Description of the task: The line containing "pub const ALLOWED_EXTENSIONS: &[&str]" marks the end, so write out exactly every line from the top of the entries below through that one.
# # # #
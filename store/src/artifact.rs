//! Photo artifact naming.
//!
//! Artifact filenames are generated server-side as
//! `photo-{epoch_millis}-{9-char token}.{ext}` so that concurrent writers
//! never collide and orphaned files remain findable by the `photo-` prefix.
//! Caller-supplied filenames are never used as path components; only the
//! extension survives, and only from a fixed allowlist.

use geoproof_types::TimestampMillis;
use rand::Rng;

const BASE36: &[u8] = b"0123456789ABCDEFGHIJKLMNOPQRSTUVWXYZ";

/// Generate an uppercased base-36 token of the given length.
pub fn random_token(len: usize) -> String {
    let mut rng = rand::thread_rng();
    (0..len)
        .map(|_| BASE36[rng.gen_range(0..BASE36.len())] as char)
        .collect()
}

/// Extensions accepted for uploaded photos.
pub const ALLOWED_EXTENSIONS: &[&str] = &["jpg", "jpeg", "png"];

/// Prefix shared by all generated artifact filenames.
pub const ARTIFACT_PREFIX: &str = "photo-";

/// Build a unique artifact filename from a pre-generated random token and a
/// sanitized extension.
pub fn artifact_filename(token: &str, extension: &str) -> String {
    format!(
        "{}{}-{}.{}",
        ARTIFACT_PREFIX,
        TimestampMillis::now().as_millis(),
        token,
        extension
    )
}

/// Extract the lowercase extension from a caller-supplied filename, if it is
/// on the allowlist. Everything else about the name is discarded.
pub fn sanitized_extension(original_name: &str) -> Option<String> {
    let ext = original_name.rsplit('.').next()?.to_ascii_lowercase();
    ALLOWED_EXTENSIONS.contains(&ext.as_str()).then_some(ext)
}

/// Whether a requested artifact name is safe to resolve within the managed
/// storage area. Rejects empty names, path separators, and parent-directory
/// components.
pub fn is_safe_artifact_name(name: &str) -> bool {
    !name.is_empty()
        && !name.contains('/')
        && !name.contains('\\')
        && !name.contains("..")
        && !name.starts_with('.')
}

#[cfg(test)]
mod tests {
    use super::*;

    #[test]
    fn extension_allowlist() {
        assert_eq!(sanitized_extension("me.JPG"), Some("jpg".into()));
        assert_eq!(sanitized_extension("a.b.png"), Some("png".into()));
        assert_eq!(sanitized_extension("evil.exe"), None);
        assert_eq!(sanitized_extension("noext"), None);
    }

    #[test]
    fn traversal_names_rejected() {
        assert!(!is_safe_artifact_name("../secrets.txt"));
        assert!(!is_safe_artifact_name("a/../../b.jpg"));
        assert!(!is_safe_artifact_name("dir/photo.jpg"));
        assert!(!is_safe_artifact_name("c:\\windows\\x.png"));
        assert!(!is_safe_artifact_name(".hidden"));
        assert!(!is_safe_artifact_name(""));
        assert!(is_safe_artifact_name("photo-1700000000000-ABC123XYZ.jpg"));
    }

    #[test]
    fn random_token_shape() {
        let token = random_token(9);
        assert_eq!(token.len(), 9);
        assert!(token
            .chars()
            .all(|c| c.is_ascii_digit() || c.is_ascii_uppercase()));
    }

    #[test]
    fn generated_names_carry_prefix_and_extension() {
        let name = artifact_filename("ABC123XYZ", "png");
        assert!(name.starts_with(ARTIFACT_PREFIX));
        assert!(name.ends_with("-ABC123XYZ.png"));
        assert!(is_safe_artifact_name(&name));
    }
}
//! LMDB implementation of `VerificationStore`.
//!
//! One write is: persist the photo file, then commit the record and its
//! index entry in a single LMDB write transaction. If the commit fails the
//! photo file is removed best-effort; a file that survives removal is an
//! orphan, findable by the `photo-` prefix and reclaimed by
//! [`LmdbVerificationStore::sweep_orphans`]. A reader can never observe a
//! record without its committed row.

use std::collections::HashSet;
use std::fs;
use std::path::PathBuf;
use std::sync::Arc;

use heed::types::Bytes;
use heed::{Database, Env};
use tracing::{debug, warn};

use geoproof_store::artifact::{artifact_filename, is_safe_artifact_name, random_token, ARTIFACT_PREFIX};
use geoproof_store::{NewVerification, StoreError, StoredVerification, VerificationStore};
use geoproof_types::{PhotoRef, TimestampMillis, TransactionId, VerificationRecord};

use crate::LmdbError;

const NEXT_ID_KEY: &[u8] = b"next_id";

pub struct LmdbVerificationStore {
    pub(crate) env: Arc<Env>,
    /// `transaction_id -> bincode(VerificationRecord)`.
    pub(crate) records_db: Database<Bytes, Bytes>,
    /// `created_at_be ++ id_be -> transaction_id`, for newest-first listing.
    pub(crate) created_index_db: Database<Bytes, Bytes>,
    /// Holds the monotonic row-id counter.
    pub(crate) meta_db: Database<Bytes, Bytes>,
    pub(crate) uploads_dir: PathBuf,
}

/// Build the index key `created_at_be ++ id_be`.
fn index_key(created_at: TimestampMillis, id: u64) -> [u8; 16] {
    let mut key = [0u8; 16];
    key[..8].copy_from_slice(&created_at.as_millis().to_be_bytes());
    key[8..].copy_from_slice(&id.to_be_bytes());
    key
}

impl LmdbVerificationStore {
    fn next_id(&self, wtxn: &mut heed::RwTxn<'_>) -> Result<u64, LmdbError> {
        let current = match self.meta_db.get(wtxn, NEXT_ID_KEY)? {
            Some(bytes) if bytes.len() == 8 => {
                let arr: [u8; 8] = bytes.try_into().expect("checked length");
                u64::from_le_bytes(arr)
            }
            Some(_) => {
                return Err(LmdbError::Serialization(
                    "next_id has unexpected byte length".to_string(),
                ))
            }
            None => 0,
        };
        let id = current + 1;
        self.meta_db.put(wtxn, NEXT_ID_KEY, &id.to_le_bytes())?;
        Ok(id)
    }

    fn remove_artifact(&self, filename: &str) {
        let path = self.uploads_dir.join(filename);
        if let Err(e) = fs::remove_file(&path) {
            warn!("failed to remove photo artifact {}: {e}", path.display());
        }
    }

    /// Delete photo files that no committed record references. Returns the
    /// number of files removed. Only files matching the generated `photo-`
    /// naming pattern are touched.
    pub fn sweep_orphans(&self) -> Result<u64, StoreError> {
        let rtxn = self.env.read_txn().map_err(LmdbError::from)?;
        let mut referenced = HashSet::new();
        let iter = self.records_db.iter(&rtxn).map_err(LmdbError::from)?;
        for entry in iter {
            let (_key, val) = entry.map_err(LmdbError::from)?;
            let record: VerificationRecord =
                bincode::deserialize(val).map_err(LmdbError::from)?;
            if let Some(name) = record.photo.filename() {
                referenced.insert(name.to_string());
            }
        }
        drop(rtxn);

        let mut removed = 0u64;
        for entry in fs::read_dir(&self.uploads_dir).map_err(LmdbError::from)? {
            let entry = entry.map_err(LmdbError::from)?;
            let name = entry.file_name().to_string_lossy().into_owned();
            if name.starts_with(ARTIFACT_PREFIX) && !referenced.contains(&name) {
                fs::remove_file(entry.path()).map_err(LmdbError::from)?;
                debug!("swept orphaned artifact {name}");
                removed += 1;
            }
        }
        Ok(removed)
    }
}

impl VerificationStore for LmdbVerificationStore {
    fn write(&self, new: NewVerification) -> Result<StoredVerification, StoreError> {
        // Photo first: the unique filename means concurrent writers never
        // contend, and a crash before commit only leaves a sweepable orphan.
        let filename = artifact_filename(&random_token(9), &new.photo_extension);
        let path = self.uploads_dir.join(&filename);
        fs::write(&path, &new.photo_bytes).map_err(LmdbError::from)?;

        match self.commit_record(&new, &filename) {
            Ok(stored) => Ok(stored),
            Err(e) => {
                self.remove_artifact(&filename);
                Err(e)
            }
        }
    }

    fn read_one(&self, transaction_id: &TransactionId) -> Result<VerificationRecord, StoreError> {
        let rtxn = self.env.read_txn().map_err(LmdbError::from)?;
        let val = self
            .records_db
            .get(&rtxn, transaction_id.as_str().as_bytes())
            .map_err(LmdbError::from)?
            .ok_or_else(|| StoreError::NotFound(transaction_id.to_string()))?;
        let record: VerificationRecord = bincode::deserialize(val).map_err(LmdbError::from)?;
        Ok(record)
    }

    fn read_all(&self, limit: usize) -> Result<Vec<VerificationRecord>, StoreError> {
        let rtxn = self.env.read_txn().map_err(LmdbError::from)?;
        let iter = self
            .created_index_db
            .rev_iter(&rtxn)
            .map_err(LmdbError::from)?;
        let mut results = Vec::new();
        for entry in iter {
            if results.len() >= limit {
                break;
            }
            let (_key, txn_id) = entry.map_err(LmdbError::from)?;
            let val = self
                .records_db
                .get(&rtxn, txn_id)
                .map_err(LmdbError::from)?
                .ok_or_else(|| {
                    StoreError::Backend("index entry without record".to_string())
                })?;
            let record: VerificationRecord =
                bincode::deserialize(val).map_err(LmdbError::from)?;
            results.push(record);
        }
        Ok(results)
    }

    fn update_status(
        &self,
        transaction_id: &TransactionId,
        status: &str,
    ) -> Result<u64, StoreError> {
        let key = transaction_id.as_str().as_bytes();
        let mut wtxn = self.env.write_txn().map_err(LmdbError::from)?;
        let Some(val) = self.records_db.get(&wtxn, key).map_err(LmdbError::from)? else {
            return Ok(0);
        };
        let mut record: VerificationRecord =
            bincode::deserialize(val).map_err(LmdbError::from)?;
        record.status = status.to_string();
        let bytes = bincode::serialize(&record).map_err(LmdbError::from)?;
        self.records_db
            .put(&mut wtxn, key, &bytes)
            .map_err(LmdbError::from)?;
        wtxn.commit().map_err(LmdbError::from)?;
        Ok(1)
    }

    fn read_photo(&self, name: &str) -> Result<Vec<u8>, StoreError> {
        if !is_safe_artifact_name(name) {
            return Err(StoreError::NotFound(name.to_string()));
        }
        let path = self.uploads_dir.join(name);
        match fs::read(&path) {
            Ok(bytes) => Ok(bytes),
            Err(e) if e.kind() == std::io::ErrorKind::NotFound => {
                Err(StoreError::NotFound(name.to_string()))
            }
            Err(e) => Err(LmdbError::from(e).into()),
        }
    }
}

impl LmdbVerificationStore {
    fn commit_record(
        &self,
        new: &NewVerification,
        filename: &str,
    ) -> Result<StoredVerification, StoreError> {
        let key = new.transaction_id.as_str().as_bytes();
        let mut wtxn = self.env.write_txn().map_err(LmdbError::from)?;

        if self.records_db.get(&wtxn, key).map_err(LmdbError::from)?.is_some() {
            return Err(StoreError::Duplicate(new.transaction_id.to_string()));
        }

        let id = self.next_id(&mut wtxn)?;
        let created_at = TimestampMillis::now();
        let photo = PhotoRef::File {
            filename: filename.to_string(),
        };

        let record = VerificationRecord {
            id,
            transaction_id: new.transaction_id.clone(),
            latitude: new.latitude,
            longitude: new.longitude,
            accuracy: new.accuracy,
            photo: photo.clone(),
            photo_size: new.photo_bytes.len() as u64,
            timestamp: new.timestamp,
            amount: new.amount.clone(),
            recipient_name: new.recipient_name.clone(),
            recipient_upi: new.recipient_upi.clone(),
            note: new.note.clone(),
            status: new.status.as_str().to_string(),
            created_at,
        };

        let bytes = bincode::serialize(&record).map_err(LmdbError::from)?;
        self.records_db
            .put(&mut wtxn, key, &bytes)
            .map_err(LmdbError::from)?;
        self.created_index_db
            .put(&mut wtxn, &index_key(created_at, id), key)
            .map_err(LmdbError::from)?;
        wtxn.commit().map_err(LmdbError::from)?;

        debug!(id, txn = %new.transaction_id, %filename, "stored verification");
        Ok(StoredVerification {
            id,
            transaction_id: new.transaction_id.clone(),
            photo,
        })
    }
}

#[cfg(test)]
mod tests {
    use super::*;
    use crate::LmdbEnvironment;
    use geoproof_types::VerificationStatus;

    fn open_test_store() -> (tempfile::TempDir, LmdbVerificationStore) {
        let dir = tempfile::tempdir().expect("temp dir");
        let env = LmdbEnvironment::open(
            &dir.path().join("db"),
            &dir.path().join("uploads"),
            1 << 24,
        )
        .expect("open env");
        let store = env.verification_store();
        (dir, store)
    }

    fn submission(txn: &str, ts: u64) -> NewVerification {
        NewVerification {
            transaction_id: TransactionId::new(txn),
            latitude: 12.9716,
            longitude: 77.5946,
            accuracy: None,
            photo_bytes: vec![0xFF, 0xD8, 0xFF, 0xE0],
            photo_extension: "jpg".into(),
            timestamp: TimestampMillis::new(ts),
            amount: "0".into(),
            recipient_name: String::new(),
            recipient_upi: String::new(),
            note: String::new(),
            status: VerificationStatus::Verified,
        }
    }

    fn uploads_file_count(store: &LmdbVerificationStore) -> usize {
        fs::read_dir(&store.uploads_dir).unwrap().count()
    }

    #[test]
    fn write_read_round_trip_with_file_artifact() {
        let (_dir, store) = open_test_store();
        let stored = store.write(submission("TXN1AAAAAAAAA", 1000)).unwrap();
        assert_eq!(stored.id, 1);

        let record = store.read_one(&stored.transaction_id).unwrap();
        assert_eq!(record.latitude, 12.9716);
        assert_eq!(record.longitude, 77.5946);
        assert_eq!(record.photo_size, 4);
        assert_eq!(record.timestamp, TimestampMillis::new(1000));
        assert_eq!(record.status, "verified");

        // Artifact is on disk and retrievable by its stored filename.
        let filename = record.photo.filename().expect("file-backed ref").to_string();
        assert_eq!(store.read_photo(&filename).unwrap(), vec![0xFF, 0xD8, 0xFF, 0xE0]);
    }

    #[test]
    fn ids_are_monotonic() {
        let (_dir, store) = open_test_store();
        let a = store.write(submission("TXN1AAAAAAAAA", 1)).unwrap();
        let b = store.write(submission("TXN2AAAAAAAAA", 2)).unwrap();
        let c = store.write(submission("TXN3AAAAAAAAA", 3)).unwrap();
        assert_eq!((a.id, b.id, c.id), (1, 2, 3));
    }

    #[test]
    fn duplicate_write_is_rejected_and_leaves_no_orphan() {
        let (_dir, store) = open_test_store();
        store.write(submission("TXN1AAAAAAAAA", 1000)).unwrap();
        assert_eq!(uploads_file_count(&store), 1);

        let err = store.write(submission("TXN1AAAAAAAAA", 2000)).unwrap_err();
        assert!(matches!(err, StoreError::Duplicate(_)));

        // The rejected write's photo file was cleaned up.
        assert_eq!(uploads_file_count(&store), 1);
        // Original record untouched.
        let record = store
            .read_one(&TransactionId::new("TXN1AAAAAAAAA"))
            .unwrap();
        assert_eq!(record.timestamp, TimestampMillis::new(1000));
    }

    #[test]
    fn read_all_is_newest_first_and_limited() {
        let (_dir, store) = open_test_store();
        store.write(submission("TXN1AAAAAAAAA", 1)).unwrap();
        store.write(submission("TXN2AAAAAAAAA", 2)).unwrap();
        store.write(submission("TXN3AAAAAAAAA", 3)).unwrap();

        let all = store.read_all(10).unwrap();
        assert_eq!(all.len(), 3);
        assert_eq!(all[0].transaction_id.as_str(), "TXN3AAAAAAAAA");
        assert_eq!(all[1].transaction_id.as_str(), "TXN2AAAAAAAAA");
        assert_eq!(all[2].transaction_id.as_str(), "TXN1AAAAAAAAA");

        let limited = store.read_all(1).unwrap();
        assert_eq!(limited.len(), 1);
        assert_eq!(limited[0].transaction_id.as_str(), "TXN3AAAAAAAAA");
    }

    #[test]
    fn update_status_roundtrip_and_unknown_id() {
        let (_dir, store) = open_test_store();
        let stored = store.write(submission("TXN1AAAAAAAAA", 1000)).unwrap();

        assert_eq!(store.update_status(&stored.transaction_id, "pending").unwrap(), 1);
        assert_eq!(store.read_one(&stored.transaction_id).unwrap().status, "pending");

        assert_eq!(
            store
                .update_status(&TransactionId::new("TXNNOPE000000"), "pending")
                .unwrap(),
            0
        );
    }

    #[test]
    fn read_photo_rejects_traversal() {
        let (_dir, store) = open_test_store();
        for name in ["../db/data.mdb", "a/b.jpg", "..", ""] {
            assert!(matches!(
                store.read_photo(name),
                Err(StoreError::NotFound(_))
            ));
        }
    }

    #[test]
    fn read_photo_unknown_name_is_not_found() {
        let (_dir, store) = open_test_store();
        assert!(matches!(
            store.read_photo("photo-1-ZZZZZZZZZ.jpg"),
            Err(StoreError::NotFound(_))
        ));
    }

    #[test]
    fn sweep_removes_only_unreferenced_artifacts() {
        let (_dir, store) = open_test_store();
        let stored = store.write(submission("TXN1AAAAAAAAA", 1000)).unwrap();
        let kept = stored.photo.filename().unwrap().to_string();

        // Simulate a crash between photo write and record commit.
        fs::write(store.uploads_dir.join("photo-999-ORPHAN000.jpg"), b"x").unwrap();
        // Non-artifact files are never touched.
        fs::write(store.uploads_dir.join("README"), b"keep me").unwrap();

        assert_eq!(store.sweep_orphans().unwrap(), 1);
        assert!(store.uploads_dir.join(&kept).exists());
        assert!(store.uploads_dir.join("README").exists());
        assert!(!store.uploads_dir.join("photo-999-ORPHAN000.jpg").exists());
    }
}
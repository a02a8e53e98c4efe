use thiserror::Error;

use geoproof_store::StoreError;

#[derive(Debug, Error)]
pub enum LmdbError {
    #[error("LMDB error: {0}")]
    Heed(String),

    #[error("key not found: {0}")]
    NotFound(String),

    #[error("serialization error: {0}")]
    Serialization(String),

    #[error("i/o error: {0}")]
    Io(String),
}

impl From<heed::Error> for LmdbError {
    fn from(e: heed::Error) -> Self {
        LmdbError::Heed(e.to_string())
    }
}

impl From<bincode::Error> for LmdbError {
    fn from(e: bincode::Error) -> Self {
        LmdbError::Serialization(e.to_string())
    }
}

impl From<std::io::Error> for LmdbError {
    fn from(e: std::io::Error) -> Self {
        LmdbError::Io(e.to_string())
    }
}

impl From<LmdbError> for StoreError {
    fn from(e: LmdbError) -> Self {
        match e {
            LmdbError::NotFound(key) => StoreError::NotFound(key),
            LmdbError::Serialization(msg) => StoreError::Serialization(msg),
            LmdbError::Io(msg) => StoreError::Io(msg),
            LmdbError::Heed(msg) => StoreError::Backend(msg),
        }
    }
}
# # # #
Your response:
filename store/src/artifact.rs
//! Photo artifact naming.
//!
//! Artifact filenames are generated server-side as
//! `photo-{epoch_millis}-{9-char token}.{ext}` so that concurrent writers
//! never collide and orphaned files remain findable by the `photo-` prefix.
//! Caller-supplied filenames are never used as path components; only the
//! extension survives, and only from a fixed allowlist.

use geoproof_types::TimestampMillis;
use rand::Rng;

const BASE36: &[u8] = b"0123456789ABCDEFGHIJKLMNOPQRSTUVWXYZ";

/// Generate an uppercased base-36 token of the given length.
pub fn random_token(len: usize) -> String {
    let mut rng = rand::thread_rng();
    (0..len)
        .map(|_| BASE36[rng.gen_range(0..BASE36.len())] as char)
        .collect()
}

/// Extensions accepted for uploaded photos.
pub const ALLOWED_EXTENSIONS: &[&str] = &["jpg", "jpeg", "png"];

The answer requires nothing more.